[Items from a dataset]
——

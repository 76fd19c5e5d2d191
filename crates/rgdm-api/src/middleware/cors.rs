//! # CORS
//!
//! `/wide` and `/rgdm` each admit one browser origin (`WIDE_DOMAIN` and
//! `WEB_DOMAIN`) with credentials. Other origins get no
//! `Access-Control-Allow-Origin` header; an unset origin admits nobody.

use axum::http::header::{AUTHORIZATION, CONTENT_TYPE};
use axum::http::{HeaderValue, Method};
use tower_http::cors::{AllowOrigin, CorsLayer};

/// Errors building a CORS policy.
#[derive(Debug, thiserror::Error)]
#[error("invalid CORS origin {origin:?}")]
pub struct InvalidOrigin {
    pub origin: String,
}

/// CORS policy admitting `origin`, or nobody when `None`.
pub fn layer(origin: Option<&str>) -> Result<CorsLayer, InvalidOrigin> {
    let layer = CorsLayer::new()
        .allow_methods([
            Method::GET,
            Method::POST,
            Method::PUT,
            Method::DELETE,
            Method::OPTIONS,
        ])
        .allow_headers([CONTENT_TYPE, AUTHORIZATION])
        .allow_credentials(true);

    match origin {
        Some(origin) => {
            let value = HeaderValue::from_str(origin.trim_end_matches('/')).map_err(|_| {
                InvalidOrigin {
                    origin: origin.to_string(),
                }
            })?;
            Ok(layer.allow_origin(AllowOrigin::list([value])))
        }
        None => Ok(layer),
    }
}

#[cfg(test)]
mod tests {
    use super::*;

    #[test]
    fn builds_with_and_without_origin() {
        assert!(layer(Some("https://app.example.com")).is_ok());
        assert!(layer(None).is_ok());
    }

    #[test]
    fn rejects_unrepresentable_origin() {
        let err = layer(Some("https://bad\norigin")).unwrap_err();
        assert_eq!(err.origin, "https://bad\norigin");
    }
}
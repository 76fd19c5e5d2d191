//! # Verifier Configuration
//!
//! Loaded from environment variables:
//!
//! | Variable            | Meaning                                        |
//! |---------------------|------------------------------------------------|
//! | `WEB3_ENDPOINT`     | JSON-RPC URL of the ledger node (required)     |
//! | `WIDE_CONTRACT`     | Address of the signature registry (required)   |
//! | `WIDE_PUB_KEY`      | Trusted issuer address (required)              |
//! | `WEB3_TIMEOUT_SECS` | Per-request timeout, default 30                |
//!
//! Missing or malformed values are errors. Nothing falls back to a default
//! except the timeout, and a malformed timeout is still an error.

use rgdm_core::Address;
use url::Url;

/// Default JSON-RPC request timeout.
pub const DEFAULT_TIMEOUT_SECS: u64 = 30;

/// Configuration for the presentation verifier and its registry client.
#[derive(Debug, Clone, PartialEq, Eq)]
pub struct VerifierConfig {
    /// Ledger JSON-RPC endpoint.
    pub registry_endpoint: Url,
    /// Address of the deployed signature registry contract.
    pub registry_contract: Address,
    /// The only signer accepted as valid.
    pub trusted_issuer_key: Address,
    /// Request timeout in seconds.
    pub timeout_secs: u64,
}

impl VerifierConfig {
    /// Build a configuration, validating every field.
    pub fn new(
        registry_endpoint: &str,
        registry_contract: &str,
        trusted_issuer_key: &str,
    ) -> Result<Self, VerifierConfigError> {
        Ok(Self {
            registry_endpoint: Url::parse(registry_endpoint).map_err(|e| {
                VerifierConfigError::Invalid("WEB3_ENDPOINT".to_string(), e.to_string())
            })?,
            registry_contract: Address::parse(registry_contract).map_err(|e| {
                VerifierConfigError::Invalid("WIDE_CONTRACT".to_string(), e.to_string())
            })?,
            trusted_issuer_key: Address::parse(trusted_issuer_key).map_err(|e| {
                VerifierConfigError::Invalid("WIDE_PUB_KEY".to_string(), e.to_string())
            })?,
            timeout_secs: DEFAULT_TIMEOUT_SECS,
        })
    }

    /// Read the configuration from the process environment.
    pub fn from_env() -> Result<Self, VerifierConfigError> {
        Self::from_lookup(|key| std::env::var(key).ok())
    }

    /// Read the configuration through an arbitrary variable lookup.
    pub fn from_lookup(
        lookup: impl Fn(&str) -> Option<String>,
    ) -> Result<Self, VerifierConfigError> {
        let required = |key: &str| {
            lookup(key)
                .filter(|v| !v.trim().is_empty())
                .ok_or_else(|| VerifierConfigError::Missing(key.to_string()))
        };

        let mut config = Self::new(
            &required("WEB3_ENDPOINT")?,
            &required("WIDE_CONTRACT")?,
            &required("WIDE_PUB_KEY")?,
        )?;

        if let Some(raw) = lookup("WEB3_TIMEOUT_SECS") {
            config.timeout_secs = raw.trim().parse().map_err(|_| {
                VerifierConfigError::Invalid("WEB3_TIMEOUT_SECS".to_string(), raw.clone())
            })?;
        }
        Ok(config)
    }
}

/// Configuration errors.
#[derive(Debug, Clone, PartialEq, Eq, thiserror::Error)]
pub enum VerifierConfigError {
    /// A required variable is unset or empty.
    #[error("{0} environment variable is required")]
    Missing(String),

    /// A variable is set but does not parse.
    #[error("invalid value for {0}: {1}")]
    Invalid(String, String),
}
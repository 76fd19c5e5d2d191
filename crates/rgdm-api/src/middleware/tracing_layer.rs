//! # Request/Response Tracing
//!
//! Request spans and response events at `INFO`, so the default
//! `EnvFilter` shows one line per request.

use tower_http::classify::{ServerErrorsAsFailures, SharedClassifier};
use tower_http::trace::{DefaultMakeSpan, DefaultOnResponse, TraceLayer};
use tracing::Level;

/// Build the `TraceLayer` wrapped around every route.
pub fn layer() -> TraceLayer<SharedClassifier<ServerErrorsAsFailures>> {
    TraceLayer::new_for_http()
        .make_span_with(DefaultMakeSpan::new().level(Level::INFO))
        .on_response(DefaultOnResponse::new().level(Level::INFO))
}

——

# REQUIRED ACTION
Look through the entries for the string "Level". Every line that has it belongs in the answer.

# RESULT OF THIS EXERCISE
use tracing::Level;
        .make_span_with(DefaultMakeSpan::new().level(Level::INFO))
        .on_response(DefaultOnResponse::new().level(Level::INFO))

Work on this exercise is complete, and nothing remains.